Friday, 5 March 2010

CURBAR EDGE to WHITE EDGE




What a difference a week can make. It's almost springlike with the sun shining out of a clear blue sky, and even though the temperature has only managed to creep a couple of degrees above freezing it feels much warmer. On Curbar Edge weather-worn hollows on the tops of the gritstone boulders hold pockets of ice shimmering in the unaccustomed sunlight. The fine weather has brought many people out although they are all, like us, muffled up against the chill that bites hard on this exposed edge.

We pace ourselves along the long stretch of rock, not wanting this tantalizing but entirely false sense of freedom to be over too soon. The bright sun on brooding rocks brings everything into sharp relief and the views, as usual, are outstanding. It never fails to surprise us how far and how much we can see. Our horizon is taken up by the distant bulks of Kinder Scout, Bleaklow and Howden Edge all liberally covered with snow and looking magnificent. Closer is the long length of Stanage Edge - a familiar haunt of ours - with its rugged cliffs looking as though they have been buttressed with columns of snow. Here, thankfully, it is clear! Sadly, we won't have spectacular photographs today, Paparazzi Cate has 'the wrong lens'. Never mind, we'll make the best of it.
We amble along following the undulations of the ground until Paparazzi Cate slips on a slight downward slope and falls with a definite squelch. But it's OK. The buns in her rucksack are safe. She had heroically protected them as she fell. That's dedication for you. Of course, now she tries to hide the soggy, muddy patch on her behind without much success, it's there for all to see. Wish I had the camera!

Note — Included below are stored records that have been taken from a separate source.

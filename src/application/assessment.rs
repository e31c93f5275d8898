//! Assessment service: classification and measurement recording.
//!
//! This service coordinates:
//! - Input validation
//! - Index computation
//! - Diagnosis resolution
//! - Storage persistence of inputs and indices

use std::sync::Arc;

use serde::{Deserialize, Serialize};

use crate::domain::{
    generate_diagnosis, ChoaLevel, CranialDiagnosis, DerivedIndices, Measurement, Patient,
};
use crate::ports::{MeasurementRecord, MeasurementStore};
use crate::CraniotrackError;

/// Result of assessing one measurement.
#[derive(Debug, Clone, PartialEq, Serialize, Deserialize)]
#[serde(rename_all = "camelCase")]
pub struct Assessment {
    pub cranial_index: Option<f64>,
    pub diagonal_difference: Option<f64>,
    pub cvai: Option<f64>,

    /// Present once both indices are computable
    pub diagnosis: Option<CranialDiagnosis>,

    /// Present once CVAI is computable
    pub choa_level: Option<ChoaLevel>,
}

impl Assessment {
    /// Build an assessment from already derived indices.
    #[must_use]
    pub fn from_indices(indices: &DerivedIndices) -> Self {
        Self {
            cranial_index: indices.cranial_index,
            diagonal_difference: indices.diagonal_difference,
            cvai: indices.cvai,
            diagnosis: indices
                .diagnosable()
                .map(|(ci, cvai)| generate_diagnosis(ci, cvai)),
            choa_level: indices.cvai.map(ChoaLevel::from_cvai),
        }
    }

    /// Pretty JSON for export.
    ///
    /// # Errors
    /// Returns `CraniotrackError::Serialization` if encoding fails.
    pub fn to_json(&self) -> Result<String, CraniotrackError> {
        Ok(serde_json::to_string_pretty(self)?)
    }
}

/// Service for assessing and recording measurements.
pub struct AssessmentService<S>
where
    S: MeasurementStore,
{
    storage: Arc<S>,
}

impl<S> AssessmentService<S>
where
    S: MeasurementStore,
    S::Error: Into<crate::adapters::StoreError>,
{
    /// Create a new assessment service.
    pub fn new(storage: Arc<S>) -> Self {
        Self { storage }
    }

    /// Assess a measurement without persisting it.
    ///
    /// # Errors
    /// Returns `CraniotrackError::Validation` for malformed inputs.
    pub fn assess(&self, measurement: &Measurement) -> Result<Assessment, CraniotrackError> {
        validate(measurement)?;

        let indices = DerivedIndices::from_measurement(measurement);
        let assessment = Assessment::from_indices(&indices);

        match &assessment.diagnosis {
            Some(diagnosis) => tracing::debug!(
                "Assessment: ci={:?} cvai={:?} diagnosis={}",
                assessment.cranial_index,
                assessment.cvai,
                diagnosis.diagnosis_text
            ),
            None => tracing::debug!("Assessment incomplete: indices not yet computable"),
        }

        Ok(assessment)
    }

    /// Register a new patient.
    ///
    /// # Errors
    /// Returns error if validation or storage fails.
    pub fn register_patient(&self, patient: Patient) -> Result<Patient, CraniotrackError> {
        patient.validate()?;
        self.storage
            .save_patient(&patient)
            .map_err(|e| CraniotrackError::Store(e.into()))?;
        tracing::info!("Registered patient {}", patient.id);
        Ok(patient)
    }

    /// Validate and persist a measurement for an existing patient.
    ///
    /// # Errors
    /// Returns error if the patient is unknown, the measurement is invalid
    /// or dated before birth, or storage fails.
    pub fn record_measurement(
        &self,
        patient_id: &str,
        measurement: Measurement,
    ) -> Result<MeasurementRecord, CraniotrackError> {
        let patient = self
            .storage
            .load_patient(patient_id)
            .map_err(|e| CraniotrackError::Store(e.into()))?
            .ok_or_else(|| CraniotrackError::NotFound(format!("patient {patient_id}")))?;

        validate(&measurement)?;
        patient.check_measurement_date(measurement.measurement_date)?;

        let record = MeasurementRecord::new(patient_id, measurement);
        self.storage
            .save_measurement(&record)
            .map_err(|e| CraniotrackError::Store(e.into()))?;

        tracing::info!(
            "Recorded measurement {} for patient {} (ci={:?}, cvai={:?})",
            record.id,
            patient_id,
            record.indices.cranial_index,
            record.indices.cvai
        );
        Ok(record)
    }
}

fn validate(measurement: &Measurement) -> Result<(), CraniotrackError> {
    measurement.validate().map_err(|mut errors| {
        tracing::warn!("Rejected measurement with {} invalid field(s)", errors.len());
        CraniotrackError::Validation(errors.remove(0))
    })
}
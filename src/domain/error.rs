//! Input validation errors.

use chrono::NaiveDate;

/// A rejected input value.
#[derive(Debug, Clone, PartialEq, thiserror::Error)]
pub enum ValidationError {
    #[error("{field} must be a finite number")]
    NonFinite { field: &'static str },

    #[error("{field} must be greater than zero, got {value}")]
    NonPositive { field: &'static str, value: f64 },

    #[error("{field} {value} out of range [{min}, {max}]")]
    OutOfRange {
        field: &'static str,
        value: f64,
        min: f64,
        max: f64,
    },

    #[error("Patient name must not be empty")]
    EmptyName,

    #[error("Measurement date {measured} is before birth date {born}")]
    BeforeBirth { measured: NaiveDate, born: NaiveDate },
}
//! Severity levels and per-condition classifiers.
//!
//! Each classifier is total over `f64`: every input maps to exactly one
//! [`SeverityLevel`]. Rejecting NaN or negative inputs is the job of
//! [`Measurement::validate`](super::Measurement::validate), not of these
//! functions.

use serde::{Deserialize, Serialize};

/// Ordered severity scale used by every condition.
///
/// The derived `Ord` follows declaration order, so `max()` over a set of
/// levels yields the most severe one.
#[derive(Debug, Clone, Copy, PartialEq, Eq, PartialOrd, Ord, Hash, Serialize, Deserialize)]
#[serde(rename_all = "lowercase")]
pub enum SeverityLevel {
    Normal,
    /// Leve
    Mild,
    /// Moderada
    Moderate,
    /// Severa (rendered as "Grave")
    Severe,
}

impl SeverityLevel {
    /// Numeric rank, `Normal = 0` through `Severe = 3`.
    #[must_use]
    pub fn rank(self) -> u8 {
        match self {
            Self::Normal => 0,
            Self::Mild => 1,
            Self::Moderate => 2,
            Self::Severe => 3,
        }
    }

    #[must_use]
    pub fn is_abnormal(self) -> bool {
        self != Self::Normal
    }

    /// Label agreeing with a feminine noun ("Braquicefalia Moderada").
    #[must_use]
    pub fn label_feminine(self) -> &'static str {
        match self {
            Self::Normal => "Normal",
            Self::Mild => "Leve",
            Self::Moderate => "Moderada",
            Self::Severe => "Grave",
        }
    }

    /// Label agreeing with a masculine noun ("Misto Moderado").
    #[must_use]
    pub fn label_masculine(self) -> &'static str {
        match self {
            Self::Normal => "Normal",
            Self::Mild => "Leve",
            Self::Moderate => "Moderado",
            Self::Severe => "Grave",
        }
    }
}

impl std::fmt::Display for SeverityLevel {
    fn fmt(&self, f: &mut std::fmt::Formatter<'_>) -> std::fmt::Result {
        match self {
            Self::Normal => write!(f, "normal"),
            Self::Mild => write!(f, "leve"),
            Self::Moderate => write!(f, "moderada"),
            Self::Severe => write!(f, "severa"),
        }
    }
}

/// The three skull-shape conditions graded independently.
#[derive(Debug, Clone, Copy, PartialEq, Eq, Hash, Serialize, Deserialize)]
#[serde(rename_all = "lowercase")]
pub enum Condition {
    Plagiocephaly,
    Brachycephaly,
    Dolichocephaly,
}

impl Condition {
    pub const ALL: [Condition; 3] = [
        Condition::Plagiocephaly,
        Condition::Brachycephaly,
        Condition::Dolichocephaly,
    ];

    /// Localized condition name used in diagnosis text.
    #[must_use]
    pub fn label(self) -> &'static str {
        match self {
            Self::Plagiocephaly => "Plagiocefalia",
            Self::Brachycephaly => "Braquicefalia",
            Self::Dolichocephaly => "Dolicocefalia",
        }
    }
}

/// One condition together with the severity it resolved to.
#[derive(Debug, Clone, Copy, PartialEq, Eq, Serialize, Deserialize)]
pub struct ConditionClassification {
    pub condition: Condition,
    pub severity: SeverityLevel,
}

/// Grade plagiocephaly from CVAI (%).
///
/// `[3.5, 6.25]` is mild and `(6.25, 8.75]` moderate: the 6.25 boundary
/// belongs to the milder band.
#[must_use]
pub fn classify_plagiocephaly(cvai: f64) -> SeverityLevel {
    if cvai < 3.5 {
        SeverityLevel::Normal
    } else if cvai <= 6.25 {
        SeverityLevel::Mild
    } else if cvai <= 8.75 {
        SeverityLevel::Moderate
    } else if cvai > 8.75 {
        SeverityLevel::Severe
    } else {
        // NaN
        SeverityLevel::Normal
    }
}

/// Grade brachycephaly from the cranial index (%).
///
/// Only an elevated index is brachycephalic. Values between the published
/// bands (85 < ci < 86, 90 < ci < 91) fall through to normal.
#[must_use]
pub fn classify_brachycephaly(cranial_index: f64) -> SeverityLevel {
    let ci = cranial_index;
    if (75.0..=85.0).contains(&ci) {
        SeverityLevel::Normal
    } else if (86.0..=90.0).contains(&ci) {
        SeverityLevel::Mild
    } else if (91.0..=95.0).contains(&ci) {
        SeverityLevel::Moderate
    } else if ci > 95.0 {
        SeverityLevel::Severe
    } else {
        SeverityLevel::Normal
    }
}

/// Grade dolichocephaly from the cranial index (%).
///
/// Only a low index is dolichocephalic. Values between the published
/// bands (69 < ci < 70, 74 < ci < 75) fall through to normal.
#[must_use]
pub fn classify_dolichocephaly(cranial_index: f64) -> SeverityLevel {
    let ci = cranial_index;
    if (75.0..=85.0).contains(&ci) {
        SeverityLevel::Normal
    } else if (70.0..=74.0).contains(&ci) {
        SeverityLevel::Mild
    } else if (65.0..=69.0).contains(&ci) {
        SeverityLevel::Moderate
    } else if ci < 65.0 {
        SeverityLevel::Severe
    } else {
        SeverityLevel::Normal
    }
}

/// Classify all three conditions, in [`Condition::ALL`] order.
#[must_use]
pub fn classify_all(cranial_index: f64, cvai: f64) -> [ConditionClassification; 3] {
    Condition::ALL.map(|condition| {
        let severity = match condition {
            Condition::Plagiocephaly => classify_plagiocephaly(cvai),
            Condition::Brachycephaly => classify_brachycephaly(cranial_index),
            Condition::Dolichocephaly => classify_dolichocephaly(cranial_index),
        };
        ConditionClassification { condition, severity }
    })
}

The path on top of Curbar Edge is easy to follow as it runs along to join Froggatt Edge. We decide to keep on walking until lunch beckons, then backtrack to where we can drop down to the lightly wooded lower slopes below and then return to the car.
However, inspiration strikes when we see an indistinct track off to our right near an old field enclosure and we set off across open land towards White Edge. The path becomes ever more obscure as we press on. An old wooden post, probably the remains of a disappeared fence-line, carefully nurses a tiny bilberry plant in a pocket of rotting timber. The plant seems impossibly fragile in this harsh landscape.

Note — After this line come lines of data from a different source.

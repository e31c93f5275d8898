//! # Craniotrack
#![allow(non_snake_case)]
//!
//! Pediatric cranial measurement tracking.
//!
//! This crate provides:
//! - Cranial Index and CVAI computation from caliper readings
//! - Plagiocephaly, brachycephaly and dolichocephaly grading
//! - Diagnosis resolution with "most severe wins" for mixed presentations
//! - The CHOA five-level plagiocephaly scale
//! - Measurement history and evolution for trend charts and reports
//!
//! ## Architecture
//!
//! The crate follows Hexagonal Architecture:
//! - `domain`: Core business types and the classification pipeline
//! - `ports`: Trait definitions for external operations
//! - `adapters`: Concrete implementations (in-memory store, log sanitizer)
//! - `application`: Use cases orchestrating domain and ports
//! - `config`: Environment-driven settings

pub mod adapters;
pub mod application;
pub mod config;
pub mod domain;
pub mod ports;

pub use application::{Assessment, AssessmentService, HistoryService};
pub use domain::{
    compute_indices, generate_diagnosis, CranialDiagnosis, DiagnosisType, Measurement,
    SeverityLevel,
};

/// Result type for Craniotrack operations
pub type Result<T> = std::result::Result<T, CraniotrackError>;

/// Main error type for Craniotrack
#[derive(Debug, thiserror::Error)]
pub enum CraniotrackError {
    #[error("Invalid input: {0}")]
    Validation(#[from] domain::ValidationError),

    #[error("Storage operation failed: {0}")]
    Store(#[from] adapters::StoreError),

    #[error("Not found: {0}")]
    NotFound(String),

    #[error("Serialization error: {0}")]
    Serialization(#[from] serde_json::Error),
}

We're alone now apart from two sheep who act like escaped convicts, eyeing us suspiciously then sidling away. All the other walkers are on one or other of the edges, and we're traipsing across the rough moor in the middle. We feel almost intrepid as we negotiate tussocks of dried, bleached grasses and ice-encrusted bogs.

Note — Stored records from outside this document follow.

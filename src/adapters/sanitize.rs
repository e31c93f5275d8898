//! Log sanitization for patient identifiers and credentials.
//!
//! Formatted log lines pass through [`SanitizingMakeWriter`] before they
//! reach the sink. Redacted:
//! - Patient and record IDs (UUIDs)
//! - CPF and CNS numbers
//! - Medical record numbers ("prontuário" / MRN)
//! - E-mail addresses and phone numbers
//! - Bearer tokens and `key=value` style secrets
//!
//! Patient names cannot be matched reliably by pattern and must never be
//! passed to logging calls.

use regex::{Regex, RegexSet};
use std::sync::OnceLock;
use tracing_subscriber::fmt::MakeWriter;

/// Default maximum number of bytes sanitized per call.
pub const DEFAULT_SANITIZE_MAX_BYTES: usize = 16 * 1024;

static PATTERNS: OnceLock<Patterns> = OnceLock::new();

struct Pattern {
    regex: Regex,
    replacement: &'static str,
}

struct Patterns {
    set: RegexSet,
    rules: Vec<Pattern>,
}

fn patterns() -> &'static Patterns {
    PATTERNS.get_or_init(|| {
        // Order matters: specific identifiers before the generic digit runs.
        let rules: Vec<(&'static str, &'static str)> = vec![
            (
                r"[0-9a-fA-F]{8}-[0-9a-fA-F]{4}-[0-9a-fA-F]{4}-[0-9a-fA-F]{4}-[0-9a-fA-F]{12}",
                "[REDACTED-UUID]",
            ),
            (r"\b\d{3}\.\d{3}\.\d{3}-\d{2}\b", "[REDACTED-CPF]"),
            (r"\b\d{3}\s?\d{4}\s?\d{4}\s?\d{4}\b", "[REDACTED-CNS]"),
            (
                r"(?i)\b(?:MRN|prontu[aá]rio)[:\s#]*\d{4,12}\b",
                "[REDACTED-MRN]",
            ),
            (
                r"(?i)\b[a-z0-9](?:[a-z0-9._%+-]{0,62}[a-z0-9])?@(?:[a-z0-9](?:[a-z0-9-]{0,61}[a-z0-9])?\.)+[a-z]{2,}\b",
                "[REDACTED-EMAIL]",
            ),
            (
                r"(?:\+55\s?\(?\d{2}\)?\s?9?\d{4}-?\d{4}|\(\d{2}\)\s?9?\d{4}-?\d{4}|\b\d{2}\s?9?\d{4}-\d{4})\b",
                "[REDACTED-PHONE]",
            ),
            (
                r"\beyJ[a-zA-Z0-9_-]{10,}\.[a-zA-Z0-9_-]{10,}\.[a-zA-Z0-9_-]{10,}\b",
                "[REDACTED-JWT]",
            ),
            (
                r"(?i)\b(?:api[_-]?key|access[_-]?token|refresh[_-]?token|secret|password|otp|token)\b\s*[:=]\s*\S{6,}",
                "[REDACTED-SECRET]",
            ),
        ];

        let set = RegexSet::new(rules.iter().map(|(p, _)| *p)).expect("Valid regex set");
        let rules = rules
            .into_iter()
            .map(|(pattern, replacement)| Pattern {
                regex: Regex::new(pattern).expect("Valid regex"),
                replacement,
            })
            .collect();

        Patterns { set, rules }
    })
}

fn truncate_to_char_boundary(input: &str, max_bytes: usize) -> (&str, bool) {
    if input.len() <= max_bytes {
        return (input, false);
    }
    let mut end = max_bytes;
    while end > 0 && !input.is_char_boundary(end) {
        end -= 1;
    }
    (&input[..end], true)
}

/// Sanitize a string with the default size cap.
#[must_use]
pub fn sanitize(input: &str) -> String {
    sanitize_with_limit(input, DEFAULT_SANITIZE_MAX_BYTES)
}

/// Sanitize at most `max_bytes` of `input`, marking truncation.
#[must_use]
pub fn sanitize_with_limit(input: &str, max_bytes: usize) -> String {
    let patterns = patterns();
    let (prefix, truncated) = truncate_to_char_boundary(input, max_bytes);

    let mut result = prefix.to_string();
    // Apply in rule order, only for rules that matched the original prefix.
    for idx in &patterns.set.matches(prefix) {
        let rule = &patterns.rules[idx];
        result = rule.regex.replace_all(&result, rule.replacement).into_owned();
    }

    if truncated {
        result.push_str(" [TRUNCATED]");
    }
    result
}

/// Check if a string contains a redactable identifier.
#[must_use]
pub fn contains_pii(input: &str) -> bool {
    let (prefix, _) = truncate_to_char_boundary(input, DEFAULT_SANITIZE_MAX_BYTES);
    patterns().set.is_match(prefix)
}

/// A `tracing_subscriber` writer wrapper that sanitizes each formatted log
/// line before it reaches the underlying sink.
#[derive(Debug, Clone)]
pub struct SanitizingMakeWriter<M> {
    inner: M,
    max_bytes: usize,
}

impl<M> SanitizingMakeWriter<M> {
    #[must_use]
    pub fn new(inner: M) -> Self {
        Self {
            inner,
            max_bytes: DEFAULT_SANITIZE_MAX_BYTES,
        }
    }

    #[must_use]
    pub fn with_max_bytes(mut self, max_bytes: usize) -> Self {
        self.max_bytes = max_bytes.max(1);
        self
    }
}

pub struct SanitizingWriter<W> {
    inner: W,
    buffer: Vec<u8>,
    max_bytes: usize,
}

impl<W> SanitizingWriter<W>
where
    W: std::io::Write,
{
    fn write_sanitized(&mut self, bytes: &[u8]) -> std::io::Result<()> {
        let text = String::from_utf8_lossy(bytes);
        let sanitized = sanitize_with_limit(&text, self.max_bytes);
        self.inner.write_all(sanitized.as_bytes())?;
        if !sanitized.ends_with('\n') && text.ends_with('\n') {
            // truncation dropped the newline
            self.inner.write_all(b"\n")?;
        }
        Ok(())
    }

    fn flush_lines(&mut self) -> std::io::Result<()> {
        while let Some(pos) = self.buffer.iter().position(|&b| b == b'\n') {
            let line: Vec<u8> = self.buffer.drain(..=pos).collect();
            self.write_sanitized(&line)?;
        }
        Ok(())
    }
}

impl<W> std::io::Write for SanitizingWriter<W>
where
    W: std::io::Write,
{
    fn write(&mut self, buf: &[u8]) -> std::io::Result<usize> {
        self.buffer.extend_from_slice(buf);

        // No newline in sight: don't buffer without bound.
        if self.buffer.len() > self.max_bytes.saturating_mul(2) {
            let pending = std::mem::take(&mut self.buffer);
            self.write_sanitized(&pending)?;
            self.inner.write_all(b"\n")?;
            return Ok(buf.len());
        }

        self.flush_lines()?;
        Ok(buf.len())
    }

    fn flush(&mut self) -> std::io::Result<()> {
        self.flush_lines()?;
        if !self.buffer.is_empty() {
            let pending = std::mem::take(&mut self.buffer);
            self.write_sanitized(&pending)?;
        }
        self.inner.flush()
    }
}

impl<'a, M> MakeWriter<'a> for SanitizingMakeWriter<M>
where
    M: MakeWriter<'a>,
{
    type Writer = SanitizingWriter<M::Writer>;

    fn make_writer(&'a self) -> Self::Writer {
        SanitizingWriter {
            inner: self.inner.make_writer(),
            buffer: Vec::new(),
            max_bytes: self.max_bytes,
        }
    }
}

#[cfg(test)]
mod tests {
    use super::*;
    use std::io::Write;

    #[test]
    fn test_sanitize_uuid() {
        let input = "Recorded measurement for patient 550e8400-e29b-41d4-a716-446655440000";
        let sanitized = sanitize(input);
        assert!(sanitized.contains("[REDACTED-UUID]"));
        assert!(!sanitized.contains("550e8400"));
    }

    #[test]
    fn test_sanitize_cpf() {
        let sanitized = sanitize("CPF do responsável: 123.456.789-09");
        assert!(sanitized.contains("[REDACTED-CPF]"));
        assert!(!sanitized.contains("789-09"));
    }

    #[test]
    fn test_sanitize_mrn() {
        let sanitized = sanitize("prontuário: 20240315 aberto");
        assert!(sanitized.contains("[REDACTED-MRN]"));
    }

    #[test]
    fn test_sanitize_email() {
        let sanitized = sanitize("Convite enviado para mae.paciente@example.com");
        assert!(sanitized.contains("[REDACTED-EMAIL]"));
    }

    #[test]
    fn test_sanitize_phone() {
        let sanitized = sanitize("Contato: (11) 98765-4321");
        assert!(sanitized.contains("[REDACTED-PHONE]"));
        assert!(!sanitized.contains("98765"));
    }

    #[test]
    fn test_sanitize_phone_shapes() {
        for input in ["+55 11 98765-4321", "+5511987654321", "(21)3456-7890", "11 98765-4321"] {
            assert_eq!(sanitize(input), "[REDACTED-PHONE]", "input: {input}");
        }
    }

    #[test]
    fn test_bare_digit_runs_untouched() {
        let input = "page offset=1234567890 total=98765432101";
        assert!(!contains_pii(input));
        assert_eq!(sanitize(input), input);
    }

    #[test]
    fn test_sanitize_otp_secret() {
        let sanitized = sanitize("admin otp=842913 issued");
        assert!(sanitized.contains("[REDACTED-SECRET]"));
        assert!(!sanitized.contains("842913"));
    }

    #[test]
    fn test_clinical_values_untouched() {
        let input = "Assessment complete: ci=94.4 cvai=5.1 diagnosis=Misto Moderado";
        assert!(!contains_pii(input));
        assert_eq!(sanitize(input), input);
    }

    #[test]
    fn test_truncates_large_inputs() {
        let sanitized = sanitize_with_limit("ação ".repeat(10).as_str(), 7);
        assert!(sanitized.ends_with(" [TRUNCATED]"));
    }

    #[test]
    fn test_writer_sanitizes_lines() {
        let make = SanitizingMakeWriter::new(Vec::<u8>::new);
        let mut writer = make.make_writer();
        writer
            .write_all(b"patient 550e8400-e29b-41d4-a716-446655440000 saved\n")
            .expect("Should write");
        let out = String::from_utf8(writer.inner.clone()).expect("utf8");
        assert_eq!(out, "patient [REDACTED-UUID] saved\n");
    }
}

As the land dips we know that our progress may be impeded, we spy reedy grasses and know that we'll hit water soon. We hear it before we see it, although we've already found the peaty bog that accompanies the moorland stream. But before we venture knee deep into the mire we see a safe crossing place a little way upstream where we are able to leap gazelle-like (!!) across some boulders.

Still dry shod we arrive at a small copse of trees with sheep-cropped grass beneath. The sun is shining on a large flat boulder which positively invites us to sit down. How could we refuse?

Lunch is eaten enjoying the solitude and silence. Coffee is drunk, a cheery nip from the secret flask consumed and the buns (fresh cream doughnuts) are brought out. They were, apparently, the lowest calorie buns on offer that day! No matter, every calorie is savoured.

White Edge is in our sights so with our energy stores suitably replenished we forge ahead without even a hint of a path to follow, and arrive exactly where we want to be. Amazing! We have a steep uphill pull onto the Edge but we're there with relative ease - the doughnuts must have helped - and was the effort worth it? Definitely. The extra few metres of height up here make all the difference. Sure, we lose the views of the valley bottoms but the distant panorama has widened out.
All that remains is the traverse along the edge, the path much narrower here than on Curbar Edge but no less distinct, passing many more walkers and the stark, white trig point at 365m. We descend, turn right around the field boundary and go sharply downhill, negotiating a muddy bog and the even muddier Sandyford Brook before climbing up to the road and back to our cars.

As we sit on the back of our cars removing our boots we look up at the cliffs of Curbar Edge. Maybe it's a trick of the light, but staring down at us are some Easter Island Heads. Next to them is a bear. The heads are photogenic but the bear refuses to be captured on film.